Falhas em redes – Um relatório divulgado nesta quinta-feira (23) pela organização de direitos civis Citizen Lab acendeu um alerta sobre o uso de redes de operadoras de telefonia em campanhas de espionagem internacional. Segundo a entidade, empresas estariam explorando vulnerabilidades técnicas em sistemas de telecomunicações para transformar celulares em instrumentos de monitoramento sem que os usuários percebam.
De acordo com a investigação, essas operações utilizam pontos de acesso dentro de operadoras para esconder tanto a identidade de governos clientes quanto a origem dos ataques. A estrutura permite que ações de vigilância sejam executadas de forma discreta, dificultando o rastreamento dos responsáveis.
LEIA: IA aquece demanda por chips, e Brasil tenta entrar na cadeia global de produção
No centro do problema está o Signaling System 7 (SS7), conjunto de protocolos empregado em redes 2G e 3G. O sistema não exige autenticação nem criptografia, o que abre espaço para abusos.
Com essa falha, agentes mal-intencionados conseguem localizar aparelhos em diferentes países ao utilizar a mesma infraestrutura empregada pelas operadoras para encaminhar chamadas e mensagens.
Embora o protocolo Diameter tenha sido desenvolvido para ampliar a segurança em redes 4G e 5G, o Citizen Lab afirma que ele também segue vulnerável em razão de implementações inadequadas. Em algumas situações, invasores conseguem ainda forçar o retorno ao antigo SS7, contornando mecanismos de defesa mais recentes.
Outro recurso identificado pelos pesquisadores foi o chamado SIMjacker, técnica baseada no envio de mensagens SMS invisíveis diretamente ao cartão SIM da vítima. Esses comandos permitiriam transformar o aparelho em um rastreador de localização em tempo real, sem notificações ou sinais perceptíveis ao dono do dispositivo.

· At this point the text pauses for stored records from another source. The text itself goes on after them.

//! Key-value mirror backends.
//!
//! The durable mirror holds one JSON value per key, the shape local storage
//! gives a browser page. SQLite backs the durable store; the in-memory twin
//! backs session-scoped state and tests.

use crate::error::StorageResult;
use rusqlite::{params, Connection, OptionalExtension};
use std::collections::HashMap;
use std::path::Path;
use std::sync::{Arc, Mutex};

/// A synchronous key-value store holding string values.
pub trait KeyValueStore: Send + Sync {
    /// Returns the value stored under `key`, if any.
    fn get(&self, key: &str) -> StorageResult<Option<String>>;

    /// Stores `value` under `key`, replacing any previous value.
    fn put(&self, key: &str, value: &str) -> StorageResult<()>;

    /// Removes the value stored under `key`, if any.
    fn remove(&self, key: &str) -> StorageResult<()>;
}

/// SQLite-backed key-value store.
pub struct SqliteKeyValue {
    conn: Arc<Mutex<Connection>>,
}

impl SqliteKeyValue {
    /// Opens (or creates) a store at the given path.
    pub fn open(path: impl AsRef<Path>) -> StorageResult<Self> {
        let conn = Connection::open(path)?;
        let store = Self {
            conn: Arc::new(Mutex::new(conn)),
        };
        store.init_schema()?;
        Ok(store)
    }

    /// Opens an in-memory store (for testing).
    pub fn open_in_memory() -> StorageResult<Self> {
        let conn = Connection::open_in_memory()?;
        let store = Self {
            conn: Arc::new(Mutex::new(conn)),
        };
        store.init_schema()?;
        Ok(store)
    }

    fn init_schema(&self) -> StorageResult<()> {
        let conn = self.conn.lock().unwrap();
        conn.execute_batch(
            "
            CREATE TABLE IF NOT EXISTS kv (
                key TEXT PRIMARY KEY,
                value TEXT NOT NULL
            );
            ",
        )?;
        Ok(())
    }
}

impl KeyValueStore for SqliteKeyValue {
    fn get(&self, key: &str) -> StorageResult<Option<String>> {
        let conn = self.conn.lock().unwrap();
        let value = conn
            .query_row("SELECT value FROM kv WHERE key = ?1", params![key], |row| {
                row.get(0)
            })
            .optional()?;
        Ok(value)
    }

    fn put(&self, key: &str, value: &str) -> StorageResult<()> {
        let conn = self.conn.lock().unwrap();
        conn.execute(
            "INSERT INTO kv (key, value) VALUES (?1, ?2)
             ON CONFLICT(key) DO UPDATE SET value = excluded.value",
            params![key, value],
        )?;
        Ok(())
    }

    fn remove(&self, key: &str) -> StorageResult<()> {
        let conn = self.conn.lock().unwrap();
        conn.execute("DELETE FROM kv WHERE key = ?1", params![key])?;
        Ok(())
    }
}

/// In-memory key-value store.
///
/// Holds session-scoped state (cleared when the process ends) and doubles
/// as the mirror in tests.
#[derive(Debug, Default)]
pub struct MemoryKeyValue {
    entries: Mutex<HashMap<String, String>>,
}

impl MemoryKeyValue {
    /// Creates an empty store.
    #[must_use]
    pub fn new() -> Self {
        Self::default()
    }
}

impl KeyValueStore for MemoryKeyValue {
    fn get(&self, key: &str) -> StorageResult<Option<String>> {
        Ok(self.entries.lock().unwrap().get(key).cloned())
    }

    fn put(&self, key: &str, value: &str) -> StorageResult<()> {
        self.entries
            .lock()
            .unwrap()
            .insert(key.to_string(), value.to_string());
        Ok(())
    }

    fn remove(&self, key: &str) -> StorageResult<()> {
        self.entries.lock().unwrap().remove(key);
        Ok(())
    }
}
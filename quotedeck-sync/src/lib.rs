//! HTTP remote sync engine for QuoteDeck.
//!
//! Periodically pulls the remote collection, merges it into the local store
//! (remote authoritative, conflicts flagged), and pushes each locally-added
//! record at most once.
//!
//! # Architecture
//!
//! - **RemoteClient**: GET the remote collection / POST one record
//! - **Outbox**: ids of locally-added quotes awaiting their single POST
//! - **run_sync_once**: one idempotent pass (fetch, reconcile, apply, drain)
//! - **SyncScheduler**: a cancelable periodic task running passes; a failed
//!   pass is logged and never stops rescheduling
//!
//! A pass locks the store once to apply its whole merge, so a completed
//! fetch never interleaves with user operations at the field level.

mod error;
mod outbox;
mod remote;
mod scheduler;

pub use error::{SyncError, SyncResult};
pub use outbox::Outbox;
pub use remote::{FetchOutcome, RemoteClient, RemoteConfig};
pub use scheduler::{run_sync_once, SyncHandle, SyncReport, SyncScheduler};
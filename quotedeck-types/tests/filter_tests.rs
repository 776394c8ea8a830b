use quotedeck_types::{CategoryFilter, Quote};

fn quote(category: &str) -> Quote {
    Quote::new("some text", category).unwrap()
}

// ── from_label ───────────────────────────────────────────────────

#[test]
fn all_sentinel_case_insensitive() {
    assert_eq!(CategoryFilter::from_label("all"), CategoryFilter::All);
    assert_eq!(CategoryFilter::from_label("All"), CategoryFilter::All);
    assert_eq!(CategoryFilter::from_label("ALL"), CategoryFilter::All);
}

#[test]
fn empty_label_is_all() {
    assert_eq!(CategoryFilter::from_label(""), CategoryFilter::All);
    assert_eq!(CategoryFilter::from_label("   "), CategoryFilter::All);
}

#[test]
fn named_label_is_trimmed() {
    assert_eq!(
        CategoryFilter::from_label("  Motivation "),
        CategoryFilter::Named("Motivation".to_string())
    );
}

#[test]
fn default_is_all() {
    assert_eq!(CategoryFilter::default(), CategoryFilter::All);
}

// ── matches ──────────────────────────────────────────────────────

#[test]
fn all_matches_everything() {
    let filter = CategoryFilter::All;
    assert!(filter.matches(&quote("Motivation")));
    assert!(filter.matches(&quote("Discipline")));
}

#[test]
fn named_matches_exactly() {
    let filter = CategoryFilter::from_label("Motivation");
    assert!(filter.matches(&quote("Motivation")));
    assert!(!filter.matches(&quote("motivation")));
    assert!(!filter.matches(&quote("Discipline")));
}

#[test]
fn display_roundtrips_through_from_label() {
    let named = CategoryFilter::from_label("Growth");
    assert_eq!(CategoryFilter::from_label(&named.to_string()), named);
    assert_eq!(CategoryFilter::All.to_string(), "all");
}
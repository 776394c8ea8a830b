//! Identifier types used throughout the QuoteDeck core.
//!
//! Uses UUID v7 for time-ordered, globally unique identifiers.

use serde::{Deserialize, Serialize};
use std::fmt;
use std::str::FromStr;
use uuid::Uuid;

/// Unique identifier for a quote record.
/// Uses UUID v7 which embeds a timestamp for natural ordering.
///
/// Assigned once at creation and never reassigned; records loaded or
/// imported without an id get a freshly synthesized one.
#[derive(Debug, Clone, Copy, PartialEq, Eq, Hash, Serialize, Deserialize)]
#[serde(transparent)]
pub struct QuoteId(Uuid);

impl QuoteId {
    /// Creates a new quote ID with the current timestamp.
    #[must_use]
    pub fn new() -> Self {
        Self(Uuid::now_v7())
    }

    /// Creates a quote ID from an existing UUID.
    #[must_use]
    pub const fn from_uuid(uuid: Uuid) -> Self {
        Self(uuid)
    }

    /// Returns the underlying UUID.
    #[must_use]
    pub const fn as_uuid(&self) -> Uuid {
        self.0
    }

    /// Parses a quote ID from a string.
    pub fn parse(s: &str) -> Result<Self, uuid::Error> {
        Ok(Self(Uuid::parse_str(s)?))
    }
}

impl Default for QuoteId {
    fn default() -> Self {
        Self::new()
    }
}

impl fmt::Display for QuoteId {
    fn fmt(&self, f: &mut fmt::Formatter<'_>) -> fmt::Result {
        write!(f, "{}", self.0)
    }
}

impl FromStr for QuoteId {
    type Err = uuid::Error;

    fn from_str(s: &str) -> Result<Self, Self::Err> {
        Ok(Self(Uuid::parse_str(s)?))
    }
}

As apurações indicaram que três operadoras — 019Mobile, de Israel; Tango Networks U.K., do Reino Unido; e Airtel Jersey, da Ilha de Jersey — apareceram repetidamente como rotas de trânsito para atividades de espionagem. Segundo o relatório, o uso dessas redes teria facilitado o monitoramento de indivíduos considerados “high profile” por fornecedores de inteligência possivelmente sediados em Israel.
O pesquisador Gary Miller, um dos autores do estudo, afirmou ao TechCrunch que o material revelado representa apenas a “ponta do iceberg”. Segundo ele, o que foi identificado corresponde a uma pequena parcela de milhões de ataques realizados globalmente.
Ao final, o Citizen Lab conclui que as operações descritas são intencionais, contam com recursos financeiros robustos e demonstram forte inserção de empresas de vigilância dentro do ecossistema global de sinalização móvel.